Exercise data below:

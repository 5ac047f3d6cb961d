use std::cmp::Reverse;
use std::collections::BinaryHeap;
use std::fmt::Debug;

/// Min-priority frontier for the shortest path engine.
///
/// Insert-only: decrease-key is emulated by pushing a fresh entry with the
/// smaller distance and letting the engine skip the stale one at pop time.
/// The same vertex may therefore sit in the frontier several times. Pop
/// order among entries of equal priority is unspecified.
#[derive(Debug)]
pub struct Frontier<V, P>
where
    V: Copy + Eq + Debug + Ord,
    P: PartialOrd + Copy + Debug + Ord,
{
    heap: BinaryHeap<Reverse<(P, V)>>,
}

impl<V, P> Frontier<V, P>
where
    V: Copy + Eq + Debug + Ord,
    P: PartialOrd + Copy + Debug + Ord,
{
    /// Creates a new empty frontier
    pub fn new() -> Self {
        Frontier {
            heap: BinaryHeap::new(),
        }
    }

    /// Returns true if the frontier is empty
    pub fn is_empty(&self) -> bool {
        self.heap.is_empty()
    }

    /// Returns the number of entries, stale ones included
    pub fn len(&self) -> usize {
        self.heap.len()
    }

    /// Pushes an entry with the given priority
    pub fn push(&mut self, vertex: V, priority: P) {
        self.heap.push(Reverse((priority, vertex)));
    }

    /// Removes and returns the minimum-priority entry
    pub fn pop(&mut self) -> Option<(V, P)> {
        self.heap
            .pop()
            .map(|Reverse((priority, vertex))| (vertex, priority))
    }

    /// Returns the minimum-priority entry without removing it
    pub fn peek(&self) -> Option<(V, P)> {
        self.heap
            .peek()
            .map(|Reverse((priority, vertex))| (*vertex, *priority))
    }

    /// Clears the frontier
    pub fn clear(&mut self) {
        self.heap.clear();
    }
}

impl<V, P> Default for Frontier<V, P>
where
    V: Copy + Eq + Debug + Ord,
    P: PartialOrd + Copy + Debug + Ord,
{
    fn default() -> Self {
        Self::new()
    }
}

End of Exercise data.
Exercise data below:

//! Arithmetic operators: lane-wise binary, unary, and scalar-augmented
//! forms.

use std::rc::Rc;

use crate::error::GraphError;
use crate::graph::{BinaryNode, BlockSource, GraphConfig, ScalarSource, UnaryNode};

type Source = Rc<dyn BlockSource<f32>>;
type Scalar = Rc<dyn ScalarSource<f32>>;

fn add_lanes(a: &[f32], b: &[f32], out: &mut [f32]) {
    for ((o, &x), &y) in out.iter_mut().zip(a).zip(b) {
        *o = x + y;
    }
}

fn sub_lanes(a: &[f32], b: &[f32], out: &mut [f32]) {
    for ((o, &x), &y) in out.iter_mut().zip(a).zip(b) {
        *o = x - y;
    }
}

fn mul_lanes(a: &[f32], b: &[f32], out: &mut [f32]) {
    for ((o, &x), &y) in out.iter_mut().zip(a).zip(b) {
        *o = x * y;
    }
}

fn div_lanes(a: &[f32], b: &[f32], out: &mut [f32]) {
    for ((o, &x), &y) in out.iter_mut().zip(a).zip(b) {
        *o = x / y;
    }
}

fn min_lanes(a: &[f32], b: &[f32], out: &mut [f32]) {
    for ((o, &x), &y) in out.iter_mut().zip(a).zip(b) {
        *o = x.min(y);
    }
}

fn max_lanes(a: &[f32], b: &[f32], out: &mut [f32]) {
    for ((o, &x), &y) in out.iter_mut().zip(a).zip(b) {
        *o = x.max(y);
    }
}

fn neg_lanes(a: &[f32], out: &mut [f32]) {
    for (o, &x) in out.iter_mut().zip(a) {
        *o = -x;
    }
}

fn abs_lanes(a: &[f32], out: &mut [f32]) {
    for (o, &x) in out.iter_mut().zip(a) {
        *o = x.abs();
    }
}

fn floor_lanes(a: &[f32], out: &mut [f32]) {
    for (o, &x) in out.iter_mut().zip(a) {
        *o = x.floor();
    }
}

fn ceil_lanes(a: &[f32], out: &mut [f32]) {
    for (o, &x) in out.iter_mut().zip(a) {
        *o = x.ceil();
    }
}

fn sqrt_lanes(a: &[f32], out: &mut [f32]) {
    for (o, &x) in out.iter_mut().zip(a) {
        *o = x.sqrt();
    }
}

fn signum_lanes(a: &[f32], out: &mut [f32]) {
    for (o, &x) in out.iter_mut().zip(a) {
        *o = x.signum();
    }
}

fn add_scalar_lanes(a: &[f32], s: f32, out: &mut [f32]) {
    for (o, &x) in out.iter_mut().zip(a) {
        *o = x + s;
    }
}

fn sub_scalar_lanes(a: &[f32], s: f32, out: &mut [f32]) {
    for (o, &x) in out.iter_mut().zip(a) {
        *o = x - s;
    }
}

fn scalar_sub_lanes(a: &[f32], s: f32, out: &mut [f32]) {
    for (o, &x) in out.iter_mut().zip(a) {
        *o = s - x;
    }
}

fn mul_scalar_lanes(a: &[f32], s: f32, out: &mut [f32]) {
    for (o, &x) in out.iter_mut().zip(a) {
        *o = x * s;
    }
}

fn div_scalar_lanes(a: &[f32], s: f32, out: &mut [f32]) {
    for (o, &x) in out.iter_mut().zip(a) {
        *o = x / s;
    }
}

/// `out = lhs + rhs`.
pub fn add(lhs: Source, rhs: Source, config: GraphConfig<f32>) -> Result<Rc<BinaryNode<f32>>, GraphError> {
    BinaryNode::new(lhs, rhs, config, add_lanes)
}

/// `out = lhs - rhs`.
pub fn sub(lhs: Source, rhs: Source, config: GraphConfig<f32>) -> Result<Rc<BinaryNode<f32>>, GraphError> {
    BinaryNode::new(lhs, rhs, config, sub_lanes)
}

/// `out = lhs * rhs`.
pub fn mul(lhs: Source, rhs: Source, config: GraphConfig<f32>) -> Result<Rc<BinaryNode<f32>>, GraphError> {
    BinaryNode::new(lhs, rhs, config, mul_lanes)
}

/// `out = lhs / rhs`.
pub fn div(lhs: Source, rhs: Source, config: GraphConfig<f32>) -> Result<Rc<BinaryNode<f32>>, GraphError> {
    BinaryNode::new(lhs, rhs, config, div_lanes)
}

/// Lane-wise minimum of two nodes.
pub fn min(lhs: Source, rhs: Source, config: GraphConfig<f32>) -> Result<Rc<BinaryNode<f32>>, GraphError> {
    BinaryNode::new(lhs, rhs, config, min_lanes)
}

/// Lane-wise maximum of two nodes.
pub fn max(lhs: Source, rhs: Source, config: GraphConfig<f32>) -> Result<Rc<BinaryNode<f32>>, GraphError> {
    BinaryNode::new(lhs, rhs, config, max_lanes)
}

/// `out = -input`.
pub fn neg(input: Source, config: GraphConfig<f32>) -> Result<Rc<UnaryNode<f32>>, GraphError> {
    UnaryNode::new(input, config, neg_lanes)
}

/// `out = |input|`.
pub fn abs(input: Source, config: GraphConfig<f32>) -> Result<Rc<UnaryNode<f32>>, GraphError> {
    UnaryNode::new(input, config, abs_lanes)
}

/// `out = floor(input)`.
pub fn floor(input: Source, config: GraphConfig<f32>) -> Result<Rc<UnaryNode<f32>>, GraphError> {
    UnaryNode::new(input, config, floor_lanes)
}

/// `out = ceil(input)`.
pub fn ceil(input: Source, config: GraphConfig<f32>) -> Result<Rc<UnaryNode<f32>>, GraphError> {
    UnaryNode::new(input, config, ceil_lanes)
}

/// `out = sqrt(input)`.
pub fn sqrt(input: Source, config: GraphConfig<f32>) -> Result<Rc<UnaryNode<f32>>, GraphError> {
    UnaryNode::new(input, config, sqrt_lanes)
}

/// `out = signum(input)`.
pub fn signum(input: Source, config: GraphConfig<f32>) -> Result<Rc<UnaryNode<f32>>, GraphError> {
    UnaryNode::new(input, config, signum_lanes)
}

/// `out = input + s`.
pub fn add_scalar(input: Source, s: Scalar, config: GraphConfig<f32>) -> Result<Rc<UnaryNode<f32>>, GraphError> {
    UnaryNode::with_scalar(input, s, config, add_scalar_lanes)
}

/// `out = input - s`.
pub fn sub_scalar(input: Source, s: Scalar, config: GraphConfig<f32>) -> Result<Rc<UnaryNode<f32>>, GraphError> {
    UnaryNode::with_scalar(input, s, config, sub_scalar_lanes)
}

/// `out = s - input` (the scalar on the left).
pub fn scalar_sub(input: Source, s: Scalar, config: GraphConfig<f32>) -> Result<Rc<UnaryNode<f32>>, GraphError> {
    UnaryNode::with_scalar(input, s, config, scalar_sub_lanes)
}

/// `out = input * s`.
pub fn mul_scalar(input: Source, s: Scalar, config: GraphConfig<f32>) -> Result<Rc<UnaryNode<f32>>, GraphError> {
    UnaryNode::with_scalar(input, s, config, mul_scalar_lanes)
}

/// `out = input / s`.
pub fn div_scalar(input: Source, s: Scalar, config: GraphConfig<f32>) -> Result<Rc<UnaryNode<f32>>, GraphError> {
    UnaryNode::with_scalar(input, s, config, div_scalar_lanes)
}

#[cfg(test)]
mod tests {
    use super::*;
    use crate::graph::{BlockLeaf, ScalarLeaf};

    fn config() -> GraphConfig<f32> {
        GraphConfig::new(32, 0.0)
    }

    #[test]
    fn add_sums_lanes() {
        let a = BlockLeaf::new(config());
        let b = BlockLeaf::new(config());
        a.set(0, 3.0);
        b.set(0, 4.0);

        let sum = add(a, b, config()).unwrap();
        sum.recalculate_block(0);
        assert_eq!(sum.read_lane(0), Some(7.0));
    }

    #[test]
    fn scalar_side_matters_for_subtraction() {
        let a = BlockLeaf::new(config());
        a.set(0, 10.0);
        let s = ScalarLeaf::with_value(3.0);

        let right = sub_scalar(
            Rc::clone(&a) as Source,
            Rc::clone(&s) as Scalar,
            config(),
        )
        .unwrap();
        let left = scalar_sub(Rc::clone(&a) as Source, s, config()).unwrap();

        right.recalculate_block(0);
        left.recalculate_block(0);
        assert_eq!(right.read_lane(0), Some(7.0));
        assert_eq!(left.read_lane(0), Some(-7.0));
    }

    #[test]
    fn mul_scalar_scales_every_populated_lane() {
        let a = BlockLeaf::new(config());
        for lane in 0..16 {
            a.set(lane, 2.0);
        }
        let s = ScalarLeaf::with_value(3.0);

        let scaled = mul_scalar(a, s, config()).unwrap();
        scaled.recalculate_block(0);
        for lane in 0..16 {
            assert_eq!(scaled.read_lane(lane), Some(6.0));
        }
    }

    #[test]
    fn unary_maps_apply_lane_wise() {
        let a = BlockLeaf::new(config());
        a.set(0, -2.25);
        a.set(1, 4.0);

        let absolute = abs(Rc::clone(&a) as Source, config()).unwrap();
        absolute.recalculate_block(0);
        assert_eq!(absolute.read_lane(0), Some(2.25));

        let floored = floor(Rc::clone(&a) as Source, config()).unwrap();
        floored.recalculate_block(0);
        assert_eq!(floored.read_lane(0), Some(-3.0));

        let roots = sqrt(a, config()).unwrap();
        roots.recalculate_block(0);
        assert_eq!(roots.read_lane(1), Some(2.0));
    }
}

End of Exercise data.

Goal of the exercise:
Count every line of the records that holds "BinaryHeap". State the number, nothing else.

Task answer:
3